§ **WORK TO BE COMPLETED**:
Repeat the entries in full. Each line must match exactly.

___ INFORMATION PROVIDED

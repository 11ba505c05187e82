//! Upstream provider abstraction and implementations.
//!
//! This module contains:
//! - The `UpstreamProvider` trait consumed by the caching layer
//! - `LoggedProvider`, call-logging and timeout middleware
//! - `vn`, the concrete provider for Vietnamese stocks, indices, funds and gold

mod logged;
mod traits;

pub mod vn;

pub use logged::{CallStats, LoggedProvider, DEFAULT_CALL_TIMEOUT};
pub use traits::UpstreamProvider;
//! Pipeline module for bzip2 compression and decompression of files.
//!
//! Both directions share one shape: open the source, size it, create the
//! destination, open the codec session, then move one block per iteration
//! until the data is exhausted, an error occurs or cancellation is requested.
//! The session and both files are closed on every exit path; a cancelled
//! operation additionally removes its partial output.

mod compress;
mod uncompress;

pub use compress::compress;
pub use uncompress::uncompress;

use std::fs::{self, File};
use std::io::{self, ErrorKind, Read};
use std::path::Path;

use crate::error::{Error, Result};

/// Opens the source file and reads its size from filesystem metadata.
fn open_source(path: &Path) -> Result<(File, u64)> {
    let cannot_open = |source| Error::CannotOpenInput {
        path: path.to_path_buf(),
        source,
    };

    let file = File::open(path).map_err(cannot_open)?;
    let total = file.metadata().map_err(cannot_open)?.len();
    Ok((file, total))
}

/// Creates or truncates the destination file.
fn create_destination(path: &Path) -> Result<File> {
    File::create(path).map_err(|source| Error::CannotCreateOutput {
        path: path.to_path_buf(),
        source,
    })
}

/// Reads until `block` is full or the reader is exhausted.
///
/// A short count therefore means end of input, and a zero count means there
/// was nothing left at all.
fn read_block<R: Read>(reader: &mut R, block: &mut [u8]) -> io::Result<usize> {
    let mut filled = 0;
    while filled < block.len() {
        match reader.read(&mut block[filled..]) {
            Ok(0) => break,
            Ok(read) => filled += read,
            Err(err) if err.kind() == ErrorKind::Interrupted => {}
            Err(err) => return Err(err),
        }
    }
    Ok(filled)
}

/// Removes the partial output of a cancelled operation.
fn remove_partial_output(path: &Path) {
    match fs::remove_file(path) {
        Ok(()) => log::debug!("removed partial output '{}'", path.display()),
        Err(err) => log::warn!(
            "cannot remove partial output '{}': {err}",
            path.display()
        ),
    }
}
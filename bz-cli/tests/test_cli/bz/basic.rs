use crate::add_test;
use crate::common::{generate_random_data, Fixture, BINARY_DATA, REPETITIVE_DATA, SAMPLE_TEXT};
use crate::MB;

// Test basic compression and extraction
add_test!(compress_extract, async {
    const FILE_NAME: &str = "input.txt";

    let data = SAMPLE_TEXT.as_bytes();
    let fixture = Fixture::with_file(FILE_NAME, data);

    let file_path = fixture.path(FILE_NAME);
    let compressed_path = fixture.compressed_path(FILE_NAME);
    let restored_path = fixture.path("restored.txt");

    let output = fixture.run_cargo(&["a", &file_path, &compressed_path]).await;
    assert_eq!(output.code(), Some(0), "{}", output.stderr);
    assert!(output.stdout.ends_with("Done: compressed\n"));
    assert!(output.stderr.is_empty());

    let output = fixture.run_cargo(&["e", &compressed_path, &restored_path]).await;
    assert_eq!(output.code(), Some(0), "{}", output.stderr);
    assert!(output.stdout.ends_with("Done: uncompressed\n"));

    fixture.assert_files(&["restored.txt"], &[data]);
});

// The compressed file is a standard bzip2 stream
add_test!(compressed_has_bzip2_header, async {
    const FILE_NAME: &str = "input.txt";

    let fixture = Fixture::with_file(FILE_NAME, REPETITIVE_DATA.as_bytes());
    let output = fixture
        .run_cargo(&["a", &fixture.path(FILE_NAME), &fixture.compressed_path(FILE_NAME)])
        .await;
    assert_eq!(output.code(), Some(0));

    let compressed = fixture.read_file("input.txt.bz2");
    assert!(compressed.starts_with(b"BZh9"));
});

// Binary payloads survive the round trip
add_test!(binary_round_trip, async {
    const FILE_NAME: &str = "data.bin";

    let fixture = Fixture::with_file(FILE_NAME, BINARY_DATA);
    let compressed_path = fixture.compressed_path(FILE_NAME);

    fixture
        .run_cargo(&["a", &fixture.path(FILE_NAME), &compressed_path])
        .await;
    let output = fixture
        .run_cargo(&["e", &compressed_path, &fixture.path("restored.bin")])
        .await;
    assert_eq!(output.code(), Some(0));

    fixture.assert_files(&["restored.bin"], &[BINARY_DATA]);
});

// The gauge is drawn in place and ends at 100%
add_test!(progress_gauge_reaches_100, async {
    const FILE_NAME: &str = "large.bin";

    let data = generate_random_data(3 * MB);
    let fixture = Fixture::with_file(FILE_NAME, &data);

    let output = fixture
        .run_cargo(&["a", &fixture.path(FILE_NAME), &fixture.compressed_path(FILE_NAME)])
        .await;
    assert_eq!(output.code(), Some(0));

    let stdout = &output.stdout;
    assert!(stdout.starts_with("\r["));
    assert!(stdout.contains("] 33% "));
    assert!(stdout.contains("] 66% "));
    assert!(stdout.contains("] 100% "));
    let gauge = stdout.split('\r').nth(1).unwrap();
    assert_eq!(gauge.matches(['#', '-']).count(), 50);
});

// Output files are created or truncated
add_test!(existing_output_is_truncated, async {
    const FILE_NAME: &str = "input.txt";

    let fixture = Fixture::with_file(FILE_NAME, SAMPLE_TEXT.as_bytes());
    let compressed_path = fixture.compressed_path(FILE_NAME);
    fixture.write_file("restored.txt", &[b'x'; 4096]);

    fixture
        .run_cargo(&["a", &fixture.path(FILE_NAME), &compressed_path])
        .await;
    let output = fixture
        .run_cargo(&["e", &compressed_path, &fixture.path("restored.txt")])
        .await;
    assert_eq!(output.code(), Some(0));

    fixture.assert_files(&["restored.txt"], &[SAMPLE_TEXT.as_bytes()]);
});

______

§ **ANSWER SPACE**:
repository 11ba505c05187e82
//! Upstream provider abstraction and implementations.
//!
//! This module contains:
//! - The `UpstreamProvider` trait consumed by the caching layer
//! - `LoggedProvider`, call-logging and timeout middleware
//! - `vn`, the concrete provider for Vietnamese stocks, indices, funds and gold

mod logged;
mod traits;

pub mod vn;

pub use logged::{CallStats, LoggedProvider, DEFAULT_CALL_TIMEOUT};
pub use traits::UpstreamProvider;
//! Pipeline module for bzip2 compression and decompression of files.
//!
//! Both directions share one shape: open the source, size it, create the
//! destination, open the codec session, then move one block per iteration
//! until the data is exhausted, an error occurs or cancellation is requested.
//! The session and both files are closed on every exit path; a cancelled
//! operation additionally removes its partial output.

mod compress;
mod uncompress;

pub use compress::compress;
pub use uncompress::uncompress;

use std::fs::{self, File};
use std::io::{self, ErrorKind, Read};
use std::path::Path;

use crate::error::{Error, Result};

/// Opens the source file and reads its size from filesystem metadata.
fn open_source(path: &Path) -> Result<(File, u64)> {
    let cannot_open = |source| Error::CannotOpenInput {
        path: path.to_path_buf(),
        source,
    };

    let file = File::open(path).map_err(cannot_open)?;
    let total = file.metadata().map_err(cannot_open)?.len();
    Ok((file, total))
}

/// Creates or truncates the destination file.
fn create_destination(path: &Path) -> Result<File> {
    File::create(path).map_err(|source| Error::CannotCreateOutput {
        path: path.to_path_buf(),
        source,
    })
}

/// Reads until `block` is full or the reader is exhausted.
///
/// A short count therefore means end of input, and a zero count means there
/// was nothing left at all.
fn read_block<R: Read>(reader: &mut R, block: &mut [u8]) -> io::Result<usize> {
    let mut filled = 0;
    while filled < block.len() {
        match reader.read(&mut block[filled..]) {
            Ok(0) => break,
            Ok(read) => filled += read,
            Err(err) if err.kind() == ErrorKind::Interrupted => {}
            Err(err) => return Err(err),
        }
    }
    Ok(filled)
}

/// Removes the partial output of a cancelled operation.
fn remove_partial_output(path: &Path) {
    match fs::remove_file(path) {
        Ok(()) => log::debug!("removed partial output '{}'", path.display()),
        Err(err) => log::warn!(
            "cannot remove partial output '{}': {err}",
            path.display()
        ),
    }
}
filename bz-cli/tests/test_cli/bz/basic.rs
use crate::add_test;
use crate::common::{generate_random_data, Fixture, BINARY_DATA, REPETITIVE_DATA, SAMPLE_TEXT};
use crate::MB;

// Test basic compression and extraction
add_test!(compress_extract, async {
    const FILE_NAME: &str = "input.txt";

    let data = SAMPLE_TEXT.as_bytes();
    let fixture = Fixture::with_file(FILE_NAME, data);

    let file_path = fixture.path(FILE_NAME);
    let compressed_path = fixture.compressed_path(FILE_NAME);
    let restored_path = fixture.path("restored.txt");

    let output = fixture.run_cargo(&["a", &file_path, &compressed_path]).await;
    assert_eq!(output.code(), Some(0), "{}", output.stderr);
    assert!(output.stdout.ends_with("Done: compressed\n"));
    assert!(output.stderr.is_empty());

    let output = fixture.run_cargo(&["e", &compressed_path, &restored_path]).await;
    assert_eq!(output.code(), Some(0), "{}", output.stderr);
    assert!(output.stdout.ends_with("Done: uncompressed\n"));

    fixture.assert_files(&["restored.txt"], &[data]);
});

// The compressed file is a standard bzip2 stream
add_test!(compressed_has_bzip2_header, async {
    const FILE_NAME: &str = "input.txt";

    let fixture = Fixture::with_file(FILE_NAME, REPETITIVE_DATA.as_bytes());
    let output = fixture
        .run_cargo(&["a", &fixture.path(FILE_NAME), &fixture.compressed_path(FILE_NAME)])
        .await;
    assert_eq!(output.code(), Some(0));

    let compressed = fixture.read_file("input.txt.bz2");
    assert!(compressed.starts_with(b"BZh9"));
});

// Binary payloads survive the round trip
add_test!(binary_round_trip, async {
    const FILE_NAME: &str = "data.bin";

    let fixture = Fixture::with_file(FILE_NAME, BINARY_DATA);
    let compressed_path = fixture.compressed_path(FILE_NAME);

    fixture
        .run_cargo(&["a", &fixture.path(FILE_NAME), &compressed_path])
        .await;
    let output = fixture
        .run_cargo(&["e", &compressed_path, &fixture.path("restored.bin")])
        .await;
    assert_eq!(output.code(), Some(0));

    fixture.assert_files(&["restored.bin"], &[BINARY_DATA]);
});

// The gauge is drawn in place and ends at 100%
add_test!(progress_gauge_reaches_100, async {
    const FILE_NAME: &str = "large.bin";

    let data = generate_random_data(3 * MB);
    let fixture = Fixture::with_file(FILE_NAME, &data);

    let output = fixture
        .run_cargo(&["a", &fixture.path(FILE_NAME), &fixture.compressed_path(FILE_NAME)])
        .await;
    assert_eq!(output.code(), Some(0));

    let stdout = &output.stdout;
    assert!(stdout.starts_with("\r["));
    assert!(stdout.contains("] 33% "));
    assert!(stdout.contains("] 66% "));
    assert!(stdout.contains("] 100% "));
    let gauge = stdout.split('\r').nth(1).unwrap();
    assert_eq!(gauge.matches(['#', '-']).count(), 50);
});

// Output files are created or truncated
add_test!(existing_output_is_truncated, async {
    const FILE_NAME: &str = "input.txt";

    let fixture = Fixture::with_file(FILE_NAME, SAMPLE_TEXT.as_bytes());
    let compressed_path = fixture.compressed_path(FILE_NAME);
    fixture.write_file("restored.txt", &[b'x'; 4096]);

    fixture
        .run_cargo(&["a", &fixture.path(FILE_NAME), &compressed_path])
        .await;
    let output = fixture
        .run_cargo(&["e", &compressed_path, &fixture.path("restored.txt")])
        .await;
    assert_eq!(output.code(), Some(0));

    fixture.assert_files(&["restored.txt"], &[SAMPLE_TEXT.as_bytes()]);
});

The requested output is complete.